Every line below that mentions the word "output" should be copied out.

* * * *

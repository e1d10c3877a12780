//! Character classes of the Turtle grammar (the `PN_*` productions).

/// Non-ASCII ranges of `PN_CHARS_BASE`
const NAME_START_RANGES: &[(char, char)] = &[
    ('\u{C0}', '\u{D6}'),
    ('\u{D8}', '\u{F6}'),
    ('\u{F8}', '\u{2FF}'),
    ('\u{370}', '\u{37D}'),
    ('\u{37F}', '\u{1FFF}'),
    ('\u{200C}', '\u{200D}'),
    ('\u{2070}', '\u{218F}'),
    ('\u{2C00}', '\u{2FEF}'),
    ('\u{3001}', '\u{D7FF}'),
    ('\u{F900}', '\u{FDCF}'),
    ('\u{FDF0}', '\u{FFFD}'),
    ('\u{10000}', '\u{EFFFF}'),
];

pub fn is_pn_chars_base(c: char) -> bool {
    c.is_ascii_alphabetic() || NAME_START_RANGES.iter().any(|&(lo, hi)| (lo..=hi).contains(&c))
}

pub fn is_pn_chars_u(c: char) -> bool {
    c == '_' || is_pn_chars_base(c)
}

pub fn is_pn_chars(c: char) -> bool {
    matches!(c, '-' | '0'..='9' | '\u{B7}' | '\u{300}'..='\u{36F}' | '\u{203F}'..='\u{2040}')
        || is_pn_chars_u(c)
}

/// First character of a local name
pub fn is_pn_local_start(c: char) -> bool {
    c == ':' || c.is_ascii_digit() || is_pn_chars_u(c)
}

/// Variable names in update `WHERE` patterns
pub fn is_varname_char(c: char) -> bool {
    c == '\u{B7}' || c.is_ascii_digit() || is_pn_chars_u(c)
}

pub fn is_ws(c: char) -> bool {
    matches!(c, ' ' | '\t' | '\r' | '\n')
}

/// Allowed unescaped between `<` and `>`
pub fn is_iri_char(c: char) -> bool {
    c > ' ' && !"<>\"{}|^`\\".contains(c)
}

#[cfg(test)]
mod tests {
    use super::*;

    #[test]
    fn test_name_characters() {
        assert!(is_pn_chars_base('é'));
        assert!(!is_pn_chars_base('_'));
        assert!(is_pn_chars_u('_'));
        assert!(is_pn_chars('-') && is_pn_chars('7'));
        assert!(!is_pn_chars('.'));
        assert!(is_pn_local_start('1') && is_pn_local_start(':'));
    }

    #[test]
    fn test_iri_characters() {
        assert!(is_iri_char('#'));
        assert!(!is_iri_char(' '));
        assert!(!is_iri_char('^'));
        assert!(!is_iri_char('\u{1}'));
    }
}
use clap::Parser;
use std::path::PathBuf;

#[derive(Parser)]
#[command(
    name = "graphparse",
    about = "Parse an RDF document and print its statements as N-Quads",
    version
)]
pub struct Cli {
    /// Input file (`-` or omitted reads stdin)
    pub file: Option<PathBuf>,

    /// Content type of the input, e.g. text/turtle (detected from the file extension if omitted)
    #[arg(long, short = 't')]
    pub content_type: Option<String>,

    /// Base IRI for relative references (defaults to the file:// URL of the input)
    #[arg(long, short = 'b')]
    pub base: Option<String>,

    /// Path to a TOML parser config file
    #[arg(long)]
    pub config: Option<PathBuf>,

    /// Do not record the document IRI as the context of parsed statements
    #[arg(long)]
    pub no_provenance: bool,

    /// Print the handled content types and exit
    #[arg(long)]
    pub list_formats: bool,

    /// Enable verbose output
    #[arg(long, short = 'v', conflicts_with = "quiet")]
    pub verbose: bool,

    /// Only report errors
    #[arg(long, short = 'q', conflicts_with = "verbose")]
    pub quiet: bool,

    /// Disable colored output (also respects NO_COLOR env var)
    #[arg(long)]
    pub no_color: bool,
}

* * * *

[ANSWER FOR THIS EXERCISE]
    /// Enable verbose output
    /// Disable colored output (also respects NO_COLOR env var)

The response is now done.